Awesome
cMedQA2
This is updated version of the dataset for Chinese community medical question answering. The dataset is in version 2.0 and is available for non-commercial research. We will update and expand the database from time to time. In order to protect the privacy, the data is anonymized and no personal information is included.
The older version of cMedQA is v1.0. You can click here
Overview
DataSet | #Ques | #Ans | Ave. #words per Question | Ave. #words per Answer | Ave. #characters per Question | Ave. #characters per Answer |
---|---|---|---|---|---|---|
Train | 100,000 | 188,490 | - | - | 48 | 101 |
Dev | 4,000 | 7,527 | - | - | 49 | 101 |
Test | 4,000 | 7,552 | - | - | 49 | 100 |
Total | 108,000 | 203,569 | - | - | 49 | 101 |
- questions.csv All Questions and their content.
- answers.csv All Answers and their content.

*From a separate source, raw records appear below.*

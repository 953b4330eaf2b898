use core::ops::{Deref, DerefMut};

use chrono::{DateTime, Utc};
use serde::{Deserialize, Serialize};

use domainkit_core::{AggregateRoot, DomainError, DomainResult, EntityId};
use domainkit_events::DomainEvent;

use crate::money::Money;

/// Order identifier.
#[derive(Debug, Copy, Clone, PartialEq, Eq, Hash, Serialize, Deserialize)]
#[serde(transparent)]
pub struct OrderId(pub EntityId);

impl OrderId {
    pub fn new(id: EntityId) -> Self {
        Self(id)
    }
}

impl core::fmt::Display for OrderId {
    fn fmt(&self, f: &mut core::fmt::Formatter<'_>) -> core::fmt::Result {
        core::fmt::Display::fmt(&self.0, f)
    }
}

/// Order status lifecycle.
#[derive(Debug, Clone, Copy, PartialEq, Eq, Serialize, Deserialize)]
#[serde(rename_all = "lowercase")]
pub enum OrderStatus {
    Draft,
    Placed,
    Cancelled,
}

/// One line of an order.
#[derive(Debug, Clone, PartialEq, Eq, Serialize, Deserialize)]
pub struct OrderLine {
    pub sku: String,
    pub quantity: u32,
    pub unit_price: Money,
}

/// Attribute state of an [`Order`]. Opaque outside this module; all
/// mutation goes through the aggregate's operations.
#[derive(Debug, Clone, PartialEq, Eq)]
pub struct OrderProps {
    customer: String,
    status: OrderStatus,
    lines: Vec<OrderLine>,
}

/// Event: LineAdded.
#[derive(Debug, Clone, PartialEq, Eq, Serialize, Deserialize)]
pub struct LineAdded {
    pub order_id: OrderId,
    pub sku: String,
    pub quantity: u32,
    pub unit_price: Money,
    pub occurred_at: DateTime<Utc>,
}

/// Event: OrderPlaced.
#[derive(Debug, Clone, PartialEq, Eq, Serialize, Deserialize)]
pub struct OrderPlaced {
    pub order_id: OrderId,
    pub total: Money,
    pub occurred_at: DateTime<Utc>,
}

/// Event: OrderCancelled.
#[derive(Debug, Clone, PartialEq, Eq, Serialize, Deserialize)]
pub struct OrderCancelled {
    pub order_id: OrderId,
    pub reason: String,
    pub occurred_at: DateTime<Utc>,
}

#[derive(Debug, Clone, PartialEq, Eq, Serialize, Deserialize)]
pub enum OrderEvent {
    LineAdded(LineAdded),
    OrderPlaced(OrderPlaced),
    OrderCancelled(OrderCancelled),
}

impl DomainEvent for OrderEvent {
    fn event_type(&self) -> &'static str {
        match self {
            OrderEvent::LineAdded(_) => "orders.order.line_added",
            OrderEvent::OrderPlaced(_) => "orders.order.placed",
            OrderEvent::OrderCancelled(_) => "orders.order.cancelled",
        }
    }

    fn occurred_at(&self) -> DateTime<Utc> {
        match self {
            OrderEvent::LineAdded(e) => e.occurred_at,
            OrderEvent::OrderPlaced(e) => e.occurred_at,
            OrderEvent::OrderCancelled(e) => e.occurred_at,
        }
    }
}

/// Aggregate root: Order.
///
/// Mutations record the matching domain event on the inherited buffer; the
/// transaction-boundary collaborator drains them into the dispatcher after
/// committing.
#[derive(Debug, Clone, PartialEq, Eq)]
pub struct Order {
    root: AggregateRoot<OrderProps, OrderEvent>,
}

impl Order {
    /// Create a draft order with a generated identifier.
    pub fn new(customer: impl Into<String>) -> DomainResult<Self> {
        let customer = customer.into();
        if customer.trim().is_empty() {
            return Err(DomainError::validation("customer cannot be empty"));
        }
        Ok(Self {
            root: AggregateRoot::new(OrderProps {
                customer,
                status: OrderStatus::Draft,
                lines: Vec::new(),
            }),
        })
    }

    /// Rebuild an order around a pre-existing identifier.
    pub fn with_id(customer: impl Into<String>, id: OrderId) -> DomainResult<Self> {
        let mut order = Self::new(customer)?;
        order.root = AggregateRoot::with_id(order.root.props().clone(), id.0);
        Ok(order)
    }

    pub fn id(&self) -> OrderId {
        OrderId(self.root.id())
    }

    pub fn customer(&self) -> &str {
        &self.root.props().customer
    }

    pub fn status(&self) -> OrderStatus {
        self.root.props().status
    }

    pub fn lines(&self) -> &[OrderLine] {
        &self.root.props().lines
    }

    /// Add a line while the order is still a draft.
    pub fn add_line(
        &mut self,
        sku: impl Into<String>,
        quantity: u32,
        unit_price: Money,
        occurred_at: DateTime<Utc>,
    ) -> DomainResult<()> {
        self.ensure_draft("add a line")?;
        if quantity == 0 {
            return Err(DomainError::validation("quantity cannot be zero"));
        }
        if let Some(first) = self.lines().first()
            && first.unit_price.currency() != unit_price.currency()
        {
            return Err(DomainError::invariant(format!(
                "order is priced in {}, line is {}",
                first.unit_price.currency(),
                unit_price.currency()
            )));
        }

        let sku = sku.into();
        let order_id = self.id();
        self.root.props_mut().lines.push(OrderLine {
            sku: sku.clone(),
            quantity,
            unit_price: unit_price.clone(),
        });
        self.root.record_event(OrderEvent::LineAdded(LineAdded {
            order_id,
            sku,
            quantity,
            unit_price,
            occurred_at,
        }));
        Ok(())
    }

    /// Sum of all line subtotals.
    pub fn total(&self) -> DomainResult<Money> {
        let lines = self.lines();
        let first = lines
            .first()
            .ok_or_else(|| DomainError::invariant("order has no lines"))?;

        let mut total = Money::zero(first.unit_price.currency())?;
        for line in lines {
            total = total.add(&line.unit_price.times(line.quantity)?)?;
        }
        Ok(total)
    }

    /// Place the order: drafts with at least one line only.
    pub fn place(&mut self, occurred_at: DateTime<Utc>) -> DomainResult<()> {
        self.ensure_draft("place")?;
        let total = self.total()?;

        let order_id = self.id();
        self.root.props_mut().status = OrderStatus::Placed;
        self.root.record_event(OrderEvent::OrderPlaced(OrderPlaced {
            order_id,
            total,
            occurred_at,
        }));
        Ok(())
    }

    /// Cancel the order. The entity is soft-deleted: it stays addressable
    /// but is marked removed.
    pub fn cancel(
        &mut self,
        reason: impl Into<String>,
        occurred_at: DateTime<Utc>,
    ) -> DomainResult<()> {
        if self.status() == OrderStatus::Cancelled {
            return Err(DomainError::conflict("order already cancelled"));
        }

        let order_id = self.id();
        self.root.props_mut().status = OrderStatus::Cancelled;
        self.root.delete();
        self.root
            .record_event(OrderEvent::OrderCancelled(OrderCancelled {
                order_id,
                reason: reason.into(),
                occurred_at,
            }));
        Ok(())
    }

    fn ensure_draft(&self, action: &str) -> DomainResult<()> {
        match self.status() {
            OrderStatus::Draft => Ok(()),
            OrderStatus::Placed => Err(DomainError::conflict(format!(
                "cannot {action}: order already placed"
            ))),
            OrderStatus::Cancelled => Err(DomainError::conflict(format!(
                "cannot {action}: order cancelled"
            ))),
        }
    }
}

impl Deref for Order {
    type Target = AggregateRoot<OrderProps, OrderEvent>;

    fn deref(&self) -> &Self::Target {
        &self.root
    }
}

impl DerefMut for Order {
    fn deref_mut(&mut self) -> &mut Self::Target {
        &mut self.root
    }
}
//! Transaction-boundary helper: drain an aggregate's buffered events into a
//! dispatcher.

use domainkit_core::AggregateRoot;

use crate::dispatcher::{DispatchError, EventDispatcher};
use crate::event::DomainEvent;

/// Take every event buffered on `aggregate` and dispatch each one in the
/// order it was recorded.
///
/// The buffer is emptied before dispatch begins, so a failing subscriber
/// never leaves events queued for redelivery - retry policy belongs to the
/// caller, not to this kernel. The drained events are returned so the caller
/// can log or persist them alongside the commit.
///
/// Dispatch stops at the first subscriber failure (see
/// [`EventDispatcher::dispatch`]).
pub fn drain_and_dispatch<P, E>(
    dispatcher: &EventDispatcher<E>,
    aggregate: &mut AggregateRoot<P, E>,
) -> Result<Vec<E>, DispatchError>
where
    E: DomainEvent,
{
    let events = aggregate.take_events();
    dispatcher.dispatch_all(events.iter())?;
    Ok(events)
}
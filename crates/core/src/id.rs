//! Strongly-typed entity identifier.

use core::str::FromStr;
use serde::{Deserialize, Serialize};
use uuid::Uuid;

use crate::error::DomainError;

/// Identifier of an entity (and therefore of every aggregate root).
///
/// Identity is assigned once at construction and never changes afterwards;
/// two entities carrying equal identifiers denote the same domain object.
#[derive(Debug, Copy, Clone, PartialEq, Eq, Hash, Serialize, Deserialize)]
#[serde(transparent)]
pub struct EntityId(Uuid);

impl EntityId {
    /// Create a new identifier.
    ///
    /// Uses UUIDv7 (time-ordered). Prefer passing IDs explicitly in tests
    /// for determinism.
    pub fn new() -> Self {
        Self(Uuid::now_v7())
    }

    pub fn from_uuid(uuid: Uuid) -> Self {
        Self(uuid)
    }

    pub fn as_uuid(&self) -> &Uuid {
        &self.0
    }
}

impl Default for EntityId {
    fn default() -> Self {
        Self::new()
    }
}

impl core::fmt::Display for EntityId {
    fn fmt(&self, f: &mut core::fmt::Formatter<'_>) -> core::fmt::Result {
        core::fmt::Display::fmt(&self.0, f)
    }
}

impl From<Uuid> for EntityId {
    fn from(value: Uuid) -> Self {
        Self(value)
    }
}

impl From<EntityId> for Uuid {
    fn from(value: EntityId) -> Self {
        value.0
    }
}

impl FromStr for EntityId {
    type Err = DomainError;

    fn from_str(s: &str) -> Result<Self, Self::Err> {
        let uuid =
            Uuid::from_str(s).map_err(|e| DomainError::invalid_id(format!("EntityId: {e}")))?;
        Ok(Self(uuid))
    }
}

#[cfg(test)]
mod tests {
    use super::*;

    #[test]
    fn generated_ids_are_unique_and_nonempty() {
        let a = EntityId::new();
        let b = EntityId::new();
        assert_ne!(a, b);
        assert!(!a.to_string().is_empty());
    }

    #[test]
    fn round_trips_through_display_and_from_str() {
        let id = EntityId::new();
        let parsed: EntityId = id.to_string().parse().unwrap();
        assert_eq!(id, parsed);
    }

    #[test]
    fn rejects_malformed_identifier_strings() {
        let err = "not-a-uuid".parse::<EntityId>().unwrap_err();
        assert!(matches!(err, DomainError::InvalidId(_)));
    }
}
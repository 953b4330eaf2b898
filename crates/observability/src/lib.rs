//! Tracing/logging setup shared by hosts embedding the domain kernel.

/// Initialize process-wide observability (tracing/logging).
///
/// This is safe to call multiple times; subsequent calls become no-ops.
pub fn init() {
    tracing::init();
}

/// Tracing configuration (filters, layers).
pub mod tracing;
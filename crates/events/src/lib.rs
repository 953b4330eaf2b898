//! `domainkit-events` — domain event contract and synchronous dispatch.
//!
//! An aggregate root records events while application code mutates it; at the
//! transaction boundary those events are drained and fanned out, one at a
//! time, to every handler registered for the event's type.

pub mod dispatcher;
pub mod drain;
pub mod event;

pub use dispatcher::{DispatchError, EventDispatcher, EventHandler, HandlerResult};
pub use drain::drain_and_dispatch;
pub use event::DomainEvent;
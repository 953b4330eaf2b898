//! Orders domain module — a worked example of the kernel.
//!
//! This crate shows how an application-level domain builds on the kernel:
//! a `Money` value object, an `Order` aggregate root that buffers domain
//! events while it is mutated, and event types routed through the
//! dispatcher at the transaction boundary. No IO, no HTTP, no storage.

pub mod money;
pub mod order;

pub use money::Money;
pub use order::{
    LineAdded, Order, OrderCancelled, OrderEvent, OrderId, OrderLine, OrderPlaced, OrderStatus,
};
//! Binary-sensor entity adapters.
//!
//! Three shapes: the generic sensor mirroring a device's on/off flag,
//! the connectivity ("Online") sensor reading the online signal, and
//! the camera motion sensor with its 30 second cool-down.

use std::sync::Arc;
use std::time::Duration;

use sentra_api::DeviceHandle;
use tokio::sync::Mutex;
use tokio::time::Instant;
use tracing::debug;

use crate::classify::DeviceClass;
use crate::entity::{self, ChangeSignal, DeviceInfo};
use crate::timer::{self, TimerHandle};

/// Motion is held "on" for this long after the last event.
pub const MOTION_STOPPED_SECONDS: u64 = 30;

// ── Generic binary sensor ────────────────────────────────────────────

/// Mirrors a wireless sensor's on/off flag.
pub struct BinarySensor {
    handle: DeviceHandle,
    device_class: DeviceClass,
    change: ChangeSignal,
}

impl BinarySensor {
    pub fn new(handle: DeviceHandle, device_class: DeviceClass) -> Self {
        let change = ChangeSignal::new();
        // Re-render on every registry update for this device.
        entity::spawn_update_listener(handle.clone(), change_sender(&change));
        Self {
            handle,
            device_class,
            change,
        }
    }

    pub fn unique_id(&self) -> String {
        entity::unique_id(self.handle.key(), None)
    }

    pub fn name(&self) -> String {
        self.handle.current().display_name()
    }

    pub fn device_class(&self) -> DeviceClass {
        self.device_class
    }

    pub fn device_info(&self) -> DeviceInfo {
        DeviceInfo::from_device(&self.handle.current())
    }

    pub fn is_on(&self) -> bool {
        self.handle.current().is_on().unwrap_or(false)
    }

    pub fn subscribe(&self) -> tokio::sync::watch::Receiver<u64> {
        self.change.subscribe()
    }
}

// ── Connectivity sensor ──────────────────────────────────────────────

/// Reports a device's reachability. Diagnostic category, fixed name.
pub struct OnlineSensor {
    handle: DeviceHandle,
    change: ChangeSignal,
}

impl OnlineSensor {
    pub fn new(handle: DeviceHandle) -> Self {
        let change = ChangeSignal::new();
        entity::spawn_update_listener(handle.clone(), change_sender(&change));
        Self { handle, change }
    }

    pub fn unique_id(&self) -> String {
        entity::unique_id(self.handle.key(), Some("online"))
    }

    /// Fixed name; the host prefixes the device name.
    pub fn name(&self) -> &'static str {
        "Online"
    }

    pub fn device_class(&self) -> DeviceClass {
        DeviceClass::Connectivity
    }

    /// Shown under diagnostics rather than controls.
    pub fn is_diagnostic(&self) -> bool {
        true
    }

    pub fn device_info(&self) -> DeviceInfo {
        DeviceInfo::from_device(&self.handle.current())
    }

    pub fn is_on(&self) -> bool {
        self.handle
            .current()
            .online
            .is_some_and(|signal| signal.is_online())
    }

    pub fn subscribe(&self) -> tokio::sync::watch::Receiver<u64> {
        self.change.subscribe()
    }
}

// ── Camera motion sensor ─────────────────────────────────────────────

struct MotionState {
    last_motion: Option<Instant>,
    /// At most one pending stop timer. A new event cancels and
    /// reschedules it.
    stop_timer: Option<TimerHandle>,
}

/// Camera motion with a cool-down: `is_on` for 30 seconds after the
/// latest motion event, then cleared by the stop timer.
pub struct MotionSensor {
    handle: DeviceHandle,
    state: Arc<Mutex<MotionState>>,
    change: Arc<ChangeSignal>,
}

impl MotionSensor {
    pub fn new(handle: DeviceHandle) -> Self {
        Self {
            handle,
            state: Arc::new(Mutex::new(MotionState {
                last_motion: None,
                stop_timer: None,
            })),
            change: Arc::new(ChangeSignal::new()),
        }
    }

    pub fn unique_id(&self) -> String {
        entity::unique_id(self.handle.key(), None)
    }

    pub fn name(&self) -> String {
        format!("{} Motion", self.handle.current().display_name())
    }

    pub fn device_class(&self) -> DeviceClass {
        DeviceClass::Motion
    }

    pub fn device_info(&self) -> DeviceInfo {
        DeviceInfo::from_device(&self.handle.current())
    }

    pub async fn is_on(&self) -> bool {
        let state = self.state.lock().await;
        state.last_motion.is_some_and(|at| {
            at.elapsed() < Duration::from_secs(MOTION_STOPPED_SECONDS)
        })
    }

    pub fn subscribe(&self) -> tokio::sync::watch::Receiver<u64> {
        self.change.subscribe()
    }

    /// Handle a motion event: record the timestamp, reschedule the stop
    /// timer, notify.
    pub async fn on_motion(&self) {
        let mut state = self.state.lock().await;
        state.last_motion = Some(Instant::now());

        if let Some(timer) = state.stop_timer.take() {
            timer.cancel();
        }

        let stop_state = Arc::clone(&self.state);
        let stop_change = Arc::clone(&self.change);
        let key = self.handle.key();

        state.stop_timer = Some(timer::schedule(
            Duration::from_secs(MOTION_STOPPED_SECONDS),
            move || {
                debug!(device = %key, "motion stopped");
                // The timer fired uncancelled: clear the state. A lock
                // held elsewhere is released promptly; spawn to avoid
                // blocking the timer task on it.
                tokio::spawn(async move {
                    let mut state = stop_state.lock().await;
                    state.last_motion = None;
                    state.stop_timer = None;
                    drop(state);
                    stop_change.notify();
                });
            },
        ));
        drop(state);

        self.change.notify();
    }

    /// Teardown: unconditionally cancel any pending stop timer.
    pub async fn shutdown(&self) {
        if let Some(timer) = self.state.lock().await.stop_timer.take() {
            timer.cancel();
        }
    }
}

fn change_sender(change: &ChangeSignal) -> tokio::sync::watch::Sender<u64> {
    change.sender()
}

- train_candidates.txt dev_candidates.txt test_candidates.txt The split of training set, development set and test set respectively.
Paper
Multi-Scale Attentive Interaction Networks for Chinese Medical Question Answer Selection. link to the paper
Please cite our paper when you use the dataset.
@ARTICLE{8548603,
author={S. Zhang and X. Zhang and H. Wang and L. Guo and S. Liu},
journal={IEEE Access},
title={Multi-Scale Attentive Interaction Networks for Chinese Medical Question Answer Selection},
year={2018},
volume={6},
number={},
pages={74061-74071},
keywords={Biomedical imaging;Data mining;Semantics;Medical services;Feature extraction;Knowledge discovery;Medical question answering;interactive attention;deep learning;deep neural networks},
doi={10.1109/ACCESS.2018.2883637},
ISSN={2169-3536},
month={},}